Building as an art form, as a symbol of modernity and social event. Cityscapes develop and await their revival. The radius grows larger: An entire region is reformed, with landscapes which return a human dimension and face. And new perspectives of the city as a place worth living in and a future metropolis.
The International Building Exhbition (IBA) Fürst-Pückler-Region 2000-2010
Workshop for New Landscapes
Situation
150 years of brown coal mining and its utilization strongly formed the region of the Lower Lausitz. Injured landscapes and abandoned industrial sites remained after the economic developments within the once energetic centre of the former GDR were suddenly stopped by the political change. Seventeen open pits ceased to work from the beginning of the 90s and consequently provoked the question of how to cope with these enormous pits in the future and how to go on, generally.
“Landscape” as Focus
Local planners as well as students developed the idea of an IBA bottom-up –for the region between Großräschen and Senftenberg, in the first place. In 1999 the beginning was set for the IBA Fürst-Pückler-Region with projects spreading through the whole Lower Lausitz. Its funding results from the federal and state program of brown coal reorganization. The name refers to Hermann Prince of Pückler-Muskau who created many praised masterpieces of landscape architecture by his parks in Bad Muskau and Branitz at the beginning of the 19th century.

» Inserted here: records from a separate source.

//! Shared keyword and bucket tables.
//!
//! Every consumer (CSV ingestion, report, store) reads these constants, so the
//! loader and the report can no longer drift apart. Changing a keyword or a
//! threshold changes the labels downstream: bump the table version.

use serde::{Deserialize, Serialize};

use super::bucket::{BucketTable, DurationBucket, RatingBucket};

/// Label used when no keyword matches, and for records without a title.
pub const DEFAULT_GENRE: &str = "Drama";

#[derive(Debug, Clone, Copy, PartialEq, Eq, Default, Serialize, Deserialize)]
#[serde(rename_all = "lowercase")]
pub enum GenreTableVersion {
    /// Keyword set of the first CSV loader.
    V1,
    /// Dashboard keyword set: V1 plus extra keywords, `war` moved out of History.
    #[default]
    V2,
}

pub struct GenreKeywordTable {
    pub version: GenreTableVersion,
    /// Declared order is the match order; it decides the primary genre.
    pub entries: &'static [(&'static str, &'static [&'static str])],
}

impl GenreKeywordTable {
    pub fn for_version(version: GenreTableVersion) -> &'static GenreKeywordTable {
        match version {
            GenreTableVersion::V1 => &GENRES_V1,
            GenreTableVersion::V2 => &GENRES_V2,
        }
    }

    pub fn labels(&self) -> impl Iterator<Item = &'static str> + '_ {
        self.entries.iter().map(|(label, _)| *label)
    }
}

pub static GENRES_V1: GenreKeywordTable = GenreKeywordTable {
    version: GenreTableVersion::V1,
    entries: &[
        ("Action", &["action", "fight", "war", "battle", "combat", "martial"]),
        ("Romance", &["love", "romance", "wedding", "romantic", "heart"]),
        ("Horror", &["horror", "scary", "fear", "dark", "evil", "ghost", "zombie"]),
        ("Comedy", &["comedy", "funny", "laugh", "humor", "fun"]),
        ("Drama", &["drama", "life", "story", "human", "family"]),
        ("Sci-Fi", &["sci-fi", "space", "future", "robot", "alien", "time"]),
        ("Crime", &["crime", "murder", "detective", "police", "criminal"]),
        ("Adventure", &["adventure", "journey", "quest", "treasure", "exploration"]),
        ("Thriller", &["thriller", "suspense", "mystery", "dangerous"]),
        ("Fantasy", &["fantasy", "magic", "wizard", "dragon", "fairy"]),
        ("Animation", &["animation", "animated", "cartoon"]),
        ("Documentary", &["documentary", "real", "true"]),
        ("Biography", &["biography", "bio", "life of", "story of"]),
        ("History", &["history", "historical", "war", "ancient"]),
        ("Music", &["music", "musical", "song", "band", "concert"]),
        ("Sport", &["sport", "football", "basketball", "baseball", "olympic"]),
        ("Western", &["western", "cowboy", "frontier"]),
        ("Family", &["family", "kids", "children", "kid"]),
    ],
};

pub static GENRES_V2: GenreKeywordTable = GenreKeywordTable {
    version: GenreTableVersion::V2,
    entries: &[
        ("Action", &["action", "fight", "war", "battle", "combat", "martial", "warrior"]),
        ("Romance", &["love", "romance", "wedding", "romantic", "heart"]),
        ("Horror", &["horror", "scary", "fear", "dark", "evil", "ghost", "zombie", "demon"]),
        ("Comedy", &["comedy", "funny", "laugh", "humor", "fun", "comic"]),
        ("Drama", &["drama", "life", "story", "human", "family", "emotional"]),
        ("Sci-Fi", &["sci-fi", "space", "future", "robot", "alien", "time", "science"]),
        ("Crime", &["crime", "murder", "detective", "police", "criminal", "investigation"]),
        (
            "Adventure",
            &["adventure", "journey", "quest", "treasure", "exploration", "expedition"],
        ),
        ("Thriller", &["thriller", "suspense", "mystery", "dangerous", "tension"]),
        ("Fantasy", &["fantasy", "magic", "wizard", "dragon", "fairy", "mythical"]),
        ("Animation", &["animation", "animated", "cartoon", "anime"]),
        ("Documentary", &["documentary", "real", "true", "factual"]),
        ("Biography", &["biography", "bio", "life of", "story of", "based on"]),
        ("History", &["history", "historical", "ancient", "period", "era"]),
        ("Music", &["music", "musical", "song", "band", "concert", "singer"]),
        ("Sport", &["sport", "football", "basketball", "baseball", "olympic", "athlete"]),
        ("Western", &["western", "cowboy", "frontier", "wild west"]),
        ("Family", &["family", "kids", "children", "kid", "child"]),
    ],
};

pub static DURATION_BUCKETS: BucketTable<DurationBucket> = BucketTable {
    bounds: &[
        (1.5, DurationBucket::Short),
        (2.5, DurationBucket::Medium),
        (3.5, DurationBucket::Long),
    ],
    top: DurationBucket::VeryLong,
    unknown: DurationBucket::Unknown,
};

pub static RATING_BUCKETS: BucketTable<RatingBucket> = BucketTable {
    bounds: &[
        (6.0, RatingBucket::Poor),
        (7.0, RatingBucket::Average),
        (8.0, RatingBucket::Good),
        (9.0, RatingBucket::Excellent),
    ],
    top: RatingBucket::Masterpiece,
    unknown: RatingBucket::Unrated,
};

#[cfg(test)]
mod tests {
    use super::*;

    #[test]
    fn bounds_are_ascending() {
        for pair in DURATION_BUCKETS.bounds.windows(2) {
            assert!(pair[0].0 < pair[1].0);
        }
        for pair in RATING_BUCKETS.bounds.windows(2) {
            assert!(pair[0].0 < pair[1].0);
        }
    }

    #[test]
    fn keywords_are_lowercase() {
        for table in [&GENRES_V1, &GENRES_V2] {
            for (label, keywords) in table.entries {
                for kw in *keywords {
                    assert_eq!(*kw, kw.to_lowercase(), "{label}: {kw}");
                }
            }
        }
    }

    #[test]
    fn both_versions_share_label_order() {
        let v1: Vec<_> = GENRES_V1.labels().collect();
        let v2: Vec<_> = GENRES_V2.labels().collect();
        assert_eq!(v1, v2);
        assert!(v1.contains(&DEFAULT_GENRE));
    }
}
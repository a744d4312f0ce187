use indicatif::{ProgressBar, ProgressStyle};

const TEMPLATE: &str =
    "{spinner:.green} [{elapsed_precise}] [{bar:40.cyan/blue}] {pos}/{len} ({per_sec})";

/// Progress bar for batch work; draws nothing when stderr is not a terminal.
pub fn progress_bar(len: u64) -> ProgressBar {
    let style = ProgressStyle::default_bar()
        .template(TEMPLATE)
        .map(|s| s.progress_chars("#>-"))
        .unwrap_or_else(|_| ProgressStyle::default_bar());
    let pb = ProgressBar::new(len);
    pb.set_style(style);
    pb
}
use std::collections::BTreeMap;

use serde::Serialize;

use super::bucket::{DurationBucket, RatingBucket};

/// Raw field names, as written by the scraper and read from CSV.
pub mod fields {
    pub const RANK: &str = "Rank";
    pub const HEADING: &str = "Heading";
    pub const TITLE: &str = "Title";
    pub const YEAR: &str = "Year";
    pub const RUNTIME: &str = "Runtime";
    pub const RATING: &str = "IMDb Rating";
    pub const VOTES: &str = "Votes";
    pub const VOTES_NUMERIC: &str = "Votes_Numeric";
    pub const URL: &str = "URL";
}

/// One scraped or loaded item before normalization. Absent keys are missing values.
#[derive(Debug, Clone, Default, PartialEq, Eq)]
pub struct RawRecord {
    values: BTreeMap<String, String>,
}

impl RawRecord {
    pub fn new() -> Self {
        Self::default()
    }

    pub fn from_pairs<K, V, I>(pairs: I) -> Self
    where
        I: IntoIterator<Item = (K, V)>,
        K: Into<String>,
        V: Into<String>,
    {
        RawRecord {
            values: pairs.into_iter().map(|(k, v)| (k.into(), v.into())).collect(),
        }
    }

    pub fn with(mut self, key: &str, value: impl Into<String>) -> Self {
        self.values.insert(key.to_string(), value.into());
        self
    }

    pub fn get(&self, key: &str) -> Option<&str> {
        self.values.get(key).map(String::as_str)
    }

    pub fn is_empty(&self) -> bool {
        self.values.is_empty()
    }
}

/// One item after typed-field derivation.
#[derive(Debug, Clone, PartialEq, Serialize)]
pub struct NormalizedRecord {
    pub title: String,
    pub rank: Option<u32>,
    pub year: Option<i32>,
    pub url: Option<String>,
    pub duration_hours: Option<f64>,
    pub rating: Option<f64>,
    pub votes: Option<u64>,
    /// Never empty.
    pub genres: Vec<&'static str>,
    /// Always `genres[0]`.
    pub primary_genre: &'static str,
    pub duration_bucket: DurationBucket,
    pub rating_bucket: RatingBucket,
}

impl NormalizedRecord {
    pub fn genres_joined(&self) -> String {
        self.genres.join(", ")
    }

    pub fn has_title(&self) -> bool {
        !self.title.is_empty()
    }
}
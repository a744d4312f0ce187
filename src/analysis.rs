use std::cmp::Ordering;

use itertools::Itertools;

use crate::normalize::{DurationBucket, NormalizedRecord, RatingBucket};

const HIGH_QUALITY_RATING: f64 = 8.0;
const POPULAR_VOTES: u64 = 10_000;

/// Sidebar-style filters. Unset fields match everything.
#[derive(Debug, Clone, Default)]
pub struct Filter {
    pub duration: Option<DurationBucket>,
    /// Unrated records never pass a rating threshold.
    pub min_rating: Option<f64>,
    /// Missing vote counts compare as 0.
    pub min_votes: Option<u64>,
    /// Exact primary-genre label.
    pub genre: Option<String>,
}

impl Filter {
    pub fn matches(&self, r: &NormalizedRecord) -> bool {
        self.duration.map_or(true, |d| r.duration_bucket == d)
            && self
                .min_rating
                .map_or(true, |min| r.rating.is_some_and(|v| v >= min))
            && self.min_votes.map_or(true, |min| r.votes.unwrap_or(0) >= min)
            && self.genre.as_deref().map_or(true, |g| r.primary_genre == g)
    }

    pub fn apply<'a>(&self, records: &'a [NormalizedRecord]) -> Vec<&'a NormalizedRecord> {
        records.iter().filter(|r| self.matches(r)).collect()
    }

    pub fn is_empty(&self) -> bool {
        self.duration.is_none()
            && self.min_rating.is_none()
            && self.min_votes.is_none()
            && self.genre.is_none()
    }
}

#[derive(Debug, Clone, PartialEq)]
pub struct RatingStats {
    pub mean: f64,
    pub median: f64,
    pub max: f64,
    pub min: f64,
}

#[derive(Debug, Clone, PartialEq)]
pub struct Summary {
    pub total: usize,
    pub rated: usize,
    pub with_duration: usize,
    pub rating: Option<RatingStats>,
    pub total_votes: u64,
    pub mean_votes: Option<f64>,
    pub most_voted: Option<String>,
    pub mean_duration: Option<f64>,
    pub shortest: Option<(String, f64)>,
    pub longest: Option<(String, f64)>,
    /// Primary-genre counts, largest first; ties by label.
    pub genre_counts: Vec<(&'static str, usize)>,
    pub rating_buckets: Vec<(RatingBucket, usize)>,
    pub duration_buckets: Vec<(DurationBucket, usize)>,
    pub highest_rated_genre: Option<(&'static str, f64)>,
    pub year_range: Option<(i32, i32)>,
    pub most_productive_year: Option<(i32, usize)>,
    pub high_quality: usize,
    pub popular_and_quality: usize,
}

impl Summary {
    pub fn compute(records: &[&NormalizedRecord]) -> Summary {
        let ratings: Vec<f64> = records.iter().filter_map(|r| r.rating).collect();
        let durations: Vec<f64> = records.iter().filter_map(|r| r.duration_hours).collect();
        let votes: Vec<u64> = records.iter().filter_map(|r| r.votes).collect();

        let most_voted = first_extreme(records, |r| r.votes.map(|v| v as f64), Ordering::Greater)
            .map(|r| r.title.clone());
        let shortest = first_extreme(records, |r| r.duration_hours, Ordering::Less)
            .and_then(|r| Some((r.title.clone(), r.duration_hours?)));
        let longest = first_extreme(records, |r| r.duration_hours, Ordering::Greater)
            .and_then(|r| Some((r.title.clone(), r.duration_hours?)));

        let genre_counts: Vec<(&'static str, usize)> = records
            .iter()
            .map(|r| r.primary_genre)
            .counts()
            .into_iter()
            .sorted_by(|a, b| b.1.cmp(&a.1).then(a.0.cmp(b.0)))
            .collect();

        let rating_counts = records.iter().map(|r| r.rating_bucket).counts();
        let rating_buckets = RatingBucket::ALL
            .iter()
            .filter_map(|b| rating_counts.get(b).map(|n| (*b, *n)))
            .collect();
        let duration_counts = records.iter().map(|r| r.duration_bucket).counts();
        let duration_buckets = DurationBucket::ALL
            .iter()
            .filter_map(|b| duration_counts.get(b).map(|n| (*b, *n)))
            .collect();

        let highest_rated_genre = genre_averages(records)
            .into_iter()
            .filter_map(|g| g.mean_rating.map(|m| (g.genre, m)))
            .max_by(|a, b| a.1.total_cmp(&b.1).then(b.0.cmp(a.0)));

        let years: Vec<i32> = records.iter().filter_map(|r| r.year).collect();
        let year_range = years.iter().copied().minmax().into_option();
        let most_productive_year = years
            .iter()
            .copied()
            .counts()
            .into_iter()
            .max_by(|a, b| a.1.cmp(&b.1).then(b.0.cmp(&a.0)));

        let high_quality = records
            .iter()
            .filter(|r| r.rating.is_some_and(|v| v >= HIGH_QUALITY_RATING))
            .count();
        let popular_and_quality = records
            .iter()
            .filter(|r| {
                r.rating.is_some_and(|v| v >= HIGH_QUALITY_RATING)
                    && r.votes.is_some_and(|v| v >= POPULAR_VOTES)
            })
            .count();

        Summary {
            total: records.len(),
            rated: ratings.len(),
            with_duration: durations.len(),
            rating: rating_stats(&ratings),
            total_votes: sum_votes(votes.iter().copied()),
            mean_votes: mean(votes.iter().map(|v| *v as f64)),
            most_voted,
            mean_duration: mean(durations.iter().copied()),
            shortest,
            longest,
            genre_counts,
            rating_buckets,
            duration_buckets,
            highest_rated_genre,
            year_range,
            most_productive_year,
            high_quality,
            popular_and_quality,
        }
    }

    pub fn most_popular_genre(&self) -> Option<&'static str> {
        self.genre_counts.first().map(|(g, _)| *g)
    }
}

/// Rated records, best first. Ties keep input order.
pub fn top_rated<'a>(records: &[&'a NormalizedRecord], n: usize) -> Vec<&'a NormalizedRecord> {
    records
        .iter()
        .copied()
        .filter(|r| r.rating.is_some())
        .sorted_by(|a, b| cmp_desc(a.rating, b.rating))
        .take(n)
        .collect()
}

/// Best-rated record of each primary genre, best first.
pub fn genre_leaders<'a>(records: &[&'a NormalizedRecord]) -> Vec<&'a NormalizedRecord> {
    records
        .iter()
        .copied()
        .filter(|r| r.rating.is_some())
        .into_group_map_by(|r| r.primary_genre)
        .into_values()
        .filter_map(|group| {
            group
                .into_iter()
                .reduce(|best, r| if r.rating > best.rating { r } else { best })
        })
        .sorted_by(|a, b| cmp_desc(a.rating, b.rating).then(a.primary_genre.cmp(b.primary_genre)))
        .collect()
}

/// `n` shortest and `n` longest records with a known duration.
pub fn duration_extremes<'a>(
    records: &[&'a NormalizedRecord],
    n: usize,
) -> (Vec<&'a NormalizedRecord>, Vec<&'a NormalizedRecord>) {
    let timed: Vec<&NormalizedRecord> = records
        .iter()
        .copied()
        .filter(|r| r.duration_hours.is_some())
        .sorted_by(|a, b| cmp_desc(b.duration_hours, a.duration_hours))
        .collect();
    let shortest = timed.iter().copied().take(n).collect();
    let longest = timed
        .iter()
        .copied()
        .sorted_by(|a, b| cmp_desc(a.duration_hours, b.duration_hours))
        .take(n)
        .collect();
    (shortest, longest)
}

#[derive(Debug, Clone, PartialEq)]
pub struct GenreAverage {
    pub genre: &'static str,
    pub movies: usize,
    pub mean_rating: Option<f64>,
    pub mean_duration: Option<f64>,
    pub total_votes: u64,
}

/// Per primary genre aggregates, ordered by label.
pub fn genre_averages(records: &[&NormalizedRecord]) -> Vec<GenreAverage> {
    records
        .iter()
        .copied()
        .into_group_map_by(|r| r.primary_genre)
        .into_iter()
        .map(|(genre, group)| GenreAverage {
            genre,
            movies: group.len(),
            mean_rating: mean(group.iter().filter_map(|r| r.rating)),
            mean_duration: mean(group.iter().filter_map(|r| r.duration_hours)),
            total_votes: sum_votes(group.iter().filter_map(|r| r.votes)),
        })
        .sorted_by(|a, b| a.genre.cmp(b.genre))
        .collect()
}

/// Saturates at `u64::MAX`; vote strings are not range-checked upstream.
fn sum_votes(votes: impl Iterator<Item = u64>) -> u64 {
    votes.fold(0, u64::saturating_add)
}

fn mean(values: impl Iterator<Item = f64>) -> Option<f64> {
    let (sum, n) = values.fold((0.0, 0usize), |(s, n), v| (s + v, n + 1));
    (n > 0).then(|| sum / n as f64)
}

fn rating_stats(ratings: &[f64]) -> Option<RatingStats> {
    if ratings.is_empty() {
        return None;
    }
    let sorted: Vec<f64> = ratings.iter().copied().sorted_by(f64::total_cmp).collect();
    let mid = sorted.len() / 2;
    let median = if sorted.len() % 2 == 0 {
        (sorted[mid - 1] + sorted[mid]) / 2.0
    } else {
        sorted[mid]
    };
    Some(RatingStats {
        mean: mean(sorted.iter().copied())?,
        median,
        max: sorted[sorted.len() - 1],
        min: sorted[0],
    })
}

/// Descending order over optional values; `None` sorts last.
fn cmp_desc(a: Option<f64>, b: Option<f64>) -> Ordering {
    match (a, b) {
        (Some(x), Some(y)) => y.total_cmp(&x),
        (Some(_), None) => Ordering::Less,
        (None, Some(_)) => Ordering::Greater,
        (None, None) => Ordering::Equal,
    }
}

/// First record whose key is strictly beyond every earlier one in `direction`.
fn first_extreme<'a>(
    records: &[&'a NormalizedRecord],
    key: impl Fn(&NormalizedRecord) -> Option<f64>,
    direction: Ordering,
) -> Option<&'a NormalizedRecord> {
    let mut best: Option<(&NormalizedRecord, f64)> = None;
    for r in records.iter().copied() {
        let Some(k) = key(r) else { continue };
        match best {
            Some((_, b)) if k.total_cmp(&b) != direction => {}
            _ => best = Some((r, k)),
        }
    }
    best.map(|(r, _)| r)
}

#[cfg(test)]
mod tests {
    use super::*;
    use crate::normalize::{fields, Normalizer, RawRecord};

    fn movie(title: &str, year: &str, rating: &str, runtime: &str, votes: &str) -> NormalizedRecord {
        Normalizer::default().normalize(
            &RawRecord::new()
                .with(fields::TITLE, title)
                .with(fields::YEAR, year)
                .with(fields::RATING, rating)
                .with(fields::RUNTIME, runtime)
                .with(fields::VOTES, votes),
        )
    }

    fn dataset() -> Vec<NormalizedRecord> {
        vec![
            movie("Dark Night", "2024", "6.5", "1h 20m", "5K"),      // Horror
            movie("Ghost Town", "2024", "8.2", "2h", "50K"),         // Horror
            movie("Space Quest", "2023", "9.1", "3h 40m", "1.2M"),   // Sci-Fi
            movie("Love Letters", "2024", "7.0", "1h 45m", "800"),   // Romance
            movie("Nowhere", "N/A", "N/A", "N/A", "N/A"),            // Drama
        ]
    }

    fn refs(v: &[NormalizedRecord]) -> Vec<&NormalizedRecord> {
        v.iter().collect()
    }

    #[test]
    fn huge_vote_counts_saturate() {
        let data = vec![
            movie("Ghost One", "2024", "7.0", "1h", "18446744073709551615"),
            movie("Ghost Two", "2024", "7.5", "1h", "18446744073709551615"),
        ];
        assert_eq!(data[0].votes, Some(u64::MAX));

        let s = Summary::compute(&refs(&data));
        assert_eq!(s.total_votes, u64::MAX);
        let avgs = genre_averages(&refs(&data));
        assert_eq!(avgs.len(), 1);
        assert_eq!(avgs[0].total_votes, u64::MAX);
    }

    #[test]
    fn filter_matches_like_the_sidebar() {
        let data = dataset();
        let f = Filter {
            min_rating: Some(7.0),
            ..Filter::default()
        };
        let titles: Vec<_> = f.apply(&data).iter().map(|r| r.title.as_str()).collect();
        assert_eq!(titles, vec!["Ghost Town", "Space Quest", "Love Letters"]);

        let f = Filter {
            genre: Some("Horror".into()),
            min_votes: Some(10_000),
            ..Filter::default()
        };
        assert_eq!(f.apply(&data).len(), 1);

        let f = Filter {
            duration: Some(DurationBucket::Unknown),
            ..Filter::default()
        };
        assert_eq!(f.apply(&data)[0].title, "Nowhere");

        assert!(Filter::default().is_empty());
        assert_eq!(Filter::default().apply(&data).len(), 5);
    }

    #[test]
    fn summary_numbers() {
        let data = dataset();
        let s = Summary::compute(&refs(&data));
        assert_eq!(s.total, 5);
        assert_eq!(s.rated, 4);
        assert_eq!(s.with_duration, 4);
        let rating = s.rating.clone().unwrap();
        assert_eq!(rating.max, 9.1);
        assert_eq!(rating.min, 6.5);
        assert!((rating.median - 7.6).abs() < 1e-9);
        assert!((rating.mean - 7.7).abs() < 1e-9);
        assert_eq!(s.total_votes, 5_000 + 50_000 + 1_200_000 + 800);
        assert_eq!(s.most_voted.as_deref(), Some("Space Quest"));
        assert_eq!(s.shortest, Some(("Dark Night".to_string(), 1.33)));
        assert_eq!(s.longest, Some(("Space Quest".to_string(), 3.67)));
        assert_eq!(s.year_range, Some((2023, 2024)));
        assert_eq!(s.most_productive_year, Some((2024, 3)));
        assert_eq!(s.high_quality, 2);
        assert_eq!(s.popular_and_quality, 2);
    }

    #[test]
    fn genre_distribution() {
        let data = dataset();
        let s = Summary::compute(&refs(&data));
        assert_eq!(s.genre_counts[0], ("Horror", 2));
        assert_eq!(s.most_popular_genre(), Some("Horror"));
        // remaining ties sorted by label
        let rest: Vec<_> = s.genre_counts[1..].iter().map(|(g, _)| *g).collect();
        assert_eq!(rest, vec!["Drama", "Romance", "Sci-Fi"]);
        assert_eq!(s.highest_rated_genre, Some(("Sci-Fi", 9.1)));
    }

    #[test]
    fn bucket_distribution() {
        let data = dataset();
        let s = Summary::compute(&refs(&data));
        assert!(s.rating_buckets.contains(&(RatingBucket::Unrated, 1)));
        assert!(s.rating_buckets.contains(&(RatingBucket::Good, 1)));
        assert!(s.duration_buckets.contains(&(DurationBucket::VeryLong, 1)));
        assert_eq!(s.rating_buckets.iter().map(|(_, n)| n).sum::<usize>(), 5);
    }

    #[test]
    fn empty_summary() {
        let s = Summary::compute(&[]);
        assert_eq!(s.total, 0);
        assert!(s.rating.is_none());
        assert!(s.most_popular_genre().is_none());
        assert!(s.year_range.is_none());
    }

    #[test]
    fn tables() {
        let data = dataset();
        let all = refs(&data);

        let top: Vec<_> = top_rated(&all, 2).iter().map(|r| r.title.as_str()).collect();
        assert_eq!(top, vec!["Space Quest", "Ghost Town"]);

        let leaders: Vec<_> = genre_leaders(&all).iter().map(|r| r.title.as_str()).collect();
        assert_eq!(leaders, vec!["Space Quest", "Ghost Town", "Love Letters"]);

        let (short, long) = duration_extremes(&all, 2);
        assert_eq!(short[0].title, "Dark Night");
        assert_eq!(short[1].title, "Love Letters");
        assert_eq!(long[0].title, "Space Quest");
        assert_eq!(long[1].title, "Ghost Town");
    }

    #[test]
    fn averages_by_genre() {
        let data = dataset();
        let avgs = genre_averages(&refs(&data));
        let horror = avgs.iter().find(|g| g.genre == "Horror").unwrap();
        assert_eq!(horror.movies, 2);
        assert_eq!(horror.total_votes, 55_000);
        assert!((horror.mean_rating.unwrap() - 7.35).abs() < 1e-9);
        let drama = avgs.iter().find(|g| g.genre == "Drama").unwrap();
        assert_eq!(drama.mean_rating, None);
        assert_eq!(drama.mean_duration, None);
    }
}
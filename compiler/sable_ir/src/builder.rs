//! Body builder — assigns dense instruction ids.
//!
//! Follows the "position at a block, emit instructions" pattern: the builder
//! owns the in-progress block list, [`add`](BodyBuilder::add) appends to the
//! current block, and [`finish`](BodyBuilder::finish) produces the final
//! [`Body`]. Instruction ids are allocated sequentially across the whole
//! body, never per block, so they are dense and unique function-wide.

use crate::ir::{Block, BlockId, Body, Instr, InstrId, InstrKind};

/// Builder for an in-progress function body.
#[derive(Debug)]
pub struct BodyBuilder {
    blocks: Vec<Block>,
    current: BlockId,
    next_instr: u32,
}

impl BodyBuilder {
    /// Create a builder with an entry block already allocated and current.
    pub fn new() -> Self {
        let entry = Block {
            id: BlockId::new(0),
            instructions: Vec::new(),
        };
        BodyBuilder {
            blocks: vec![entry],
            current: BlockId::new(0),
            next_instr: 0,
        }
    }

    /// Allocate a new empty block. Does not change the current block.
    pub fn new_block(&mut self) -> BlockId {
        #[expect(clippy::cast_possible_truncation, reason = "block counts fit in u32")]
        let id = BlockId::new(self.blocks.len() as u32);
        self.blocks.push(Block {
            id,
            instructions: Vec::new(),
        });
        id
    }

    /// Make `block` the target of subsequent [`add`](BodyBuilder::add) calls.
    pub fn switch_to(&mut self, block: BlockId) {
        debug_assert!(block.index() < self.blocks.len(), "unknown block {block:?}");
        self.current = block;
    }

    /// The block instructions are currently appended to.
    pub fn current_block(&self) -> BlockId {
        self.current
    }

    /// Append an instruction to the current block, assigning the next id.
    pub fn add(&mut self, kind: InstrKind) -> InstrId {
        let id = InstrId::new(self.next_instr);
        self.next_instr += 1;
        self.blocks[self.current.index()]
            .instructions
            .push(Instr { id, kind });
        id
    }

    /// Finish building and hand over the body.
    pub fn finish(self) -> Body {
        Body {
            blocks: self.blocks,
        }
    }
}

impl Default for BodyBuilder {
    fn default() -> Self {
        Self::new()
    }
}
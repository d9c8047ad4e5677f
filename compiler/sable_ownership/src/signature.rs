//! Function-level ownership signatures and prior-phase inputs.
//!
//! An [`OwnershipSignature`] is the externally visible summary of how a
//! function's result relates to its arguments: one fresh
//! [`TypeVariableInfo`] per argument and for the result, the member
//! projections that participate in borrowing, and the set of ownership
//! variables known to be borrows.
//!
//! [`OwnershipFacts`] carries what the earlier ownership phases (equality
//! inference, forbidden-borrow inference, per-member ownership inference)
//! deliver for one function. Those phases are external collaborators; this
//! crate only consumes their output.

use rustc_hash::{FxHashMap, FxHashSet};

use crate::alloc::{Allocator, GroupVar, OwnershipVar, TypeVariableInfo};
use crate::member::MemberInfo;

/// The fully inferred kind of an ownership variable.
#[derive(Clone, Copy, Debug, PartialEq, Eq, Hash)]
pub enum OwnershipKind {
    /// The variable owns its value outright.
    Owner,
    /// The variable borrows out of `source`'s region.
    Borrow { source: GroupVar },
}

impl OwnershipKind {
    /// `true` for [`Borrow`](OwnershipKind::Borrow).
    pub fn is_borrow(self) -> bool {
        matches!(self, OwnershipKind::Borrow { .. })
    }
}

/// A function's ownership signature.
///
/// `members` and `borrows` are filled in by signature normalization; a
/// freshly drafted signature has both empty. The allocator that minted every
/// variable in the signature rides along for downstream phases.
#[derive(Debug)]
pub struct OwnershipSignature {
    /// One fresh pair per formal parameter, declaration order.
    pub args: Vec<TypeVariableInfo>,
    /// Fresh pair for the result root.
    pub result: TypeVariableInfo,
    /// Canonically ordered projections relevant to borrowing.
    pub members: Vec<MemberInfo>,
    /// Ownership variables known to denote borrows.
    pub borrows: Vec<OwnershipVar>,
    /// The minting context every variable above came from.
    pub allocator: Allocator,
}

impl OwnershipSignature {
    /// Draft a signature with no members or borrows yet.
    pub fn draft(args: Vec<TypeVariableInfo>, result: TypeVariableInfo, allocator: Allocator) -> Self {
        OwnershipSignature {
            args,
            result,
            members: Vec::new(),
            borrows: Vec::new(),
            allocator,
        }
    }
}

/// Which ownership variables each group (transitively) depends on.
pub type OwnershipDepMap = FxHashMap<GroupVar, FxHashSet<OwnershipVar>>;

/// Resolved kind of each ownership variable.
pub type OwnershipKindMap = FxHashMap<OwnershipVar, OwnershipKind>;

/// Everything the earlier ownership phases deliver for one function.
#[derive(Debug)]
pub struct OwnershipFacts {
    /// The draft (pre-canonical) signature.
    pub signature: OwnershipSignature,
    /// Group → ownership-variable dependencies.
    pub ownership_dep_map: OwnershipDepMap,
    /// The pre-inferred member list for the function.
    pub members: Vec<MemberInfo>,
    /// Resolved ownership kinds.
    pub ownerships: OwnershipKindMap,
}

The IBA gives economic, ecological and creative impulses to these enormous landscape and structural changes: industrial monuments will be conserved and used in new ways, urban renewal projects will be promoted and the moon landscapes of the brown coal mining will be opened to tourism.
The Lausitz becomes the biggest landscape construction site of Europe. The former brown coal area changes into the Lausitz lake region (Lausitzer Seenland): Open pits become Germany´s most extra-ordinary region for water tourism and Europe´s greatest landscape of artificial lakes with its 30 lakes and its 14 thousand hectares of water surface. Half of that is now being connected by navigable canals and hundreds of kilometers of bicycles and skater tracks. Swimming houses become nation-wide attractions.
The mining bridge of residues stands as one milestone project being conserved as an open coalmine for tourists and for artists. The sculptural ensemble of the biological towers of the former coking plant Lauchhammer remains as a memorial and a location for events.
Motivating Individual Solutions
At other locations more tourist points will be developed which will communicate as a whole and reflect the singularity of this artificial lake landscape. In addition to that, the Lausitz Waterworld with its label “swimming architecture” becomes a model of a future service oriented society where new forms of housing and working are experimented within the landscape. Supporting organizations of these developments are special purpose associations and private investors. Hereby, the new Lausitz lake region (Lausitzer Seenland) becomes an economically effective column of the whole region.